ISLAMABAD: Pakistan is faced with a significant challenge ahead as the country is to repay huge amount of to $27.47 billion in foreign debt by November 2024, which includes both the principal loans as well as interest costs.
According to the SBP data, Pakistan is obligated to repay $23.83 billion in foreign debt and an additional $3.64 billion in interest payments from December 2023 to November 2024. The bank’s latest update, issued on Wednesday, said that $4.29 billion in debt and interest costs had to be paid in December 2023 alone.
As per the data, Pakistan must fulfill payments of 3.47billion in January and February, and a further19.71 billion is due from March to November. This places a considerable strain on the country’s finances and raises concerns about its ability to meet these obligations without further assistance.
Financial experts are of the view that the country’s reliance on IMF loans to manage its debt obligations is a matter of concern, as it indicates a fragile economic situation. The rollover of a portion of the debt and the confirmation of a significant amount by creditors provide some relief, but the need for continued borrowing raises questions about the sustainability of Pakistan’s debt situation”, they added.
The experts emphasized that given the complexity of international finance and the potential impact on Pakistan’s economy, it’s crucial for the government to work towards a sustainable long-term solution to manage its debt and ensure economic stability.

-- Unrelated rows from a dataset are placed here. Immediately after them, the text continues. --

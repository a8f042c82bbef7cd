//! LXACML policy model.
//!
//! A [`Policy`] declares the resources (and optionally actions) it governs in
//! its [`Target`] and holds an ordered list of [`Rule`]s. A rule without a
//! target inherits its policy's resources and actions.
//!
//! The target tree mirrors the schema: `Target → Resources → Resource →
//! AttributeValue`, and the same for actions. Any missing node below a
//! declared `Resources`/`Actions` element makes that level malformed; see
//! [`crate::extractor`] for how malformed levels are read.
//!
//! [`CompiledPolicy`] is the form the engine and the policy cache work with:
//! the policy alongside its deduplicated, precompiled patterns.

use esoe_core::TargetPattern;
use esoe_core::protocol::{AttributeValue, Effect};
use serde::{Deserialize, Serialize};

use crate::extractor;

// =============================================================================
// Policy Document Model
// =============================================================================

/// An LXACML policy.
#[derive(Debug, Clone, PartialEq, Serialize, Deserialize)]
pub struct Policy {
    /// Unique policy identifier.
    pub policy_id: String,

    #[serde(default, skip_serializing_if = "Option::is_none")]
    pub description: Option<String>,

    /// Resources and actions the policy governs.
    #[serde(default, skip_serializing_if = "Option::is_none")]
    pub target: Option<Target>,

    /// Rules in evaluation order.
    #[serde(default)]
    pub rules: Vec<Rule>,
}

/// A rule within a policy.
#[derive(Debug, Clone, PartialEq, Serialize, Deserialize)]
pub struct Rule {
    /// Rule identifier, unique within the policy.
    pub rule_id: String,

    /// Outcome when the rule applies.
    pub effect: Effect,

    #[serde(default, skip_serializing_if = "Option::is_none")]
    pub description: Option<String>,

    /// Narrower resources and actions; absent means the policy's.
    #[serde(default, skip_serializing_if = "Option::is_none")]
    pub target: Option<Target>,

    /// Condition on the principal's attributes; absent always holds.
    #[serde(default, skip_serializing_if = "Option::is_none")]
    pub condition: Option<Condition>,
}

/// Target of a policy or rule.
#[derive(Debug, Clone, Default, PartialEq, Eq, Serialize, Deserialize)]
pub struct Target {
    #[serde(default, skip_serializing_if = "Option::is_none")]
    pub resources: Option<Resources>,

    #[serde(default, skip_serializing_if = "Option::is_none")]
    pub actions: Option<Actions>,
}

impl Target {
    /// A target over the given resource patterns.
    #[must_use]
    pub fn resources<I, S>(patterns: I) -> Self
    where
        I: IntoIterator<Item = S>,
        S: Into<String>,
    {
        Self {
            resources: Some(Resources {
                resources: patterns
                    .into_iter()
                    .map(|p| Resource {
                        attribute_value: Some(AttributeValue {
                            content: vec![p.into()],
                        }),
                    })
                    .collect(),
            }),
            actions: None,
        }
    }

    /// Add action patterns to this target.
    #[must_use]
    pub fn with_actions<I, S>(mut self, patterns: I) -> Self
    where
        I: IntoIterator<Item = S>,
        S: Into<String>,
    {
        self.actions = Some(Actions {
            actions: patterns
                .into_iter()
                .map(|p| Action {
                    attribute_value: Some(AttributeValue {
                        content: vec![p.into()],
                    }),
                })
                .collect(),
        });
        self
    }
}

#[derive(Debug, Clone, Default, PartialEq, Eq, Serialize, Deserialize)]
pub struct Resources {
    #[serde(default)]
    pub resources: Vec<Resource>,
}

#[derive(Debug, Clone, Default, PartialEq, Eq, Serialize, Deserialize)]
pub struct Resource {
    #[serde(default, skip_serializing_if = "Option::is_none")]
    pub attribute_value: Option<AttributeValue>,
}

#[derive(Debug, Clone, Default, PartialEq, Eq, Serialize, Deserialize)]
pub struct Actions {
    #[serde(default)]
    pub actions: Vec<Action>,
}

#[derive(Debug, Clone, Default, PartialEq, Eq, Serialize, Deserialize)]
pub struct Action {
    #[serde(default, skip_serializing_if = "Option::is_none")]
    pub attribute_value: Option<AttributeValue>,
}

/// An opaque rule condition.
///
/// The expression is handed unchanged to a
/// [`ConditionEvaluator`](crate::engine::ConditionEvaluator).
#[derive(Debug, Clone, PartialEq, Serialize, Deserialize)]
#[serde(transparent)]
pub struct Condition(pub serde_json::Value);

// =============================================================================
// Compiled Form
// =============================================================================

/// A rule with its patterns compiled.
#[derive(Debug, Clone)]
pub struct CompiledRule {
    pub rule: Rule,
    /// Declared resource patterns; `None` inherits the policy's.
    pub resources: Option<Vec<TargetPattern>>,
    /// Declared action patterns; `None` inherits the policy's.
    pub actions: Option<Vec<TargetPattern>>,
}

impl CompiledRule {
    fn new(rule: Rule) -> Self {
        let resources = extractor::rule_target_resources(&rule).map(compile);
        let actions = extractor::rule_target_actions(&rule).map(compile);
        Self {
            rule,
            resources,
            actions,
        }
    }
}

/// A policy with its patterns compiled.
#[derive(Debug, Clone)]
pub struct CompiledPolicy {
    policy: Policy,
    resources: Vec<TargetPattern>,
    actions: Option<Vec<TargetPattern>>,
    rules: Vec<CompiledRule>,
}

impl CompiledPolicy {
    #[must_use]
    pub fn new(policy: Policy) -> Self {
        let resources = compile(extractor::policy_target_resources(&policy));
        let actions = extractor::policy_target_actions(&policy).map(compile);
        let rules = policy.rules.iter().cloned().map(CompiledRule::new).collect();

        Self {
            policy,
            resources,
            actions,
            rules,
        }
    }

    /// The policy document.
    #[must_use]
    pub fn policy(&self) -> &Policy {
        &self.policy
    }

    #[must_use]
    pub fn policy_id(&self) -> &str {
        &self.policy.policy_id
    }

    /// Deduplicated policy resource patterns in declaration order.
    #[must_use]
    pub fn resources(&self) -> &[TargetPattern] {
        &self.resources
    }

    /// Policy action patterns, `None` when the policy restricts no action.
    #[must_use]
    pub fn actions(&self) -> Option<&[TargetPattern]> {
        self.actions.as_deref()
    }

    #[must_use]
    pub fn rules(&self) -> &[CompiledRule] {
        &self.rules
    }

    /// Resource patterns that apply to `rule`, inheriting the policy's.
    #[must_use]
    pub fn rule_resources<'a>(&'a self, rule: &'a CompiledRule) -> &'a [TargetPattern] {
        rule.resources.as_deref().unwrap_or(&self.resources)
    }

    /// Action patterns that apply to `rule`, inheriting the policy's.
    #[must_use]
    pub fn rule_actions<'a>(&'a self, rule: &'a CompiledRule) -> Option<&'a [TargetPattern]> {
        rule.actions.as_deref().or(self.actions.as_deref())
    }
}

impl From<Policy> for CompiledPolicy {
    fn from(policy: Policy) -> Self {
        Self::new(policy)
    }
}

fn compile(patterns: Vec<String>) -> Vec<TargetPattern> {
    patterns.into_iter().map(TargetPattern::new).collect()
}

This may involve implementing structural reforms to boost revenue generation, reduce reliance on external borrowing, and improve fiscal management.
Furthermore, the anticipated next IMF loan program is expected to provide a critical safety net to bridge the projected current account deficit. However, continued reliance on such loans underscores the need for Pakistan to address underlying economic challenges and work towards achieving self-sufficiency in managing its debt and financial obligations.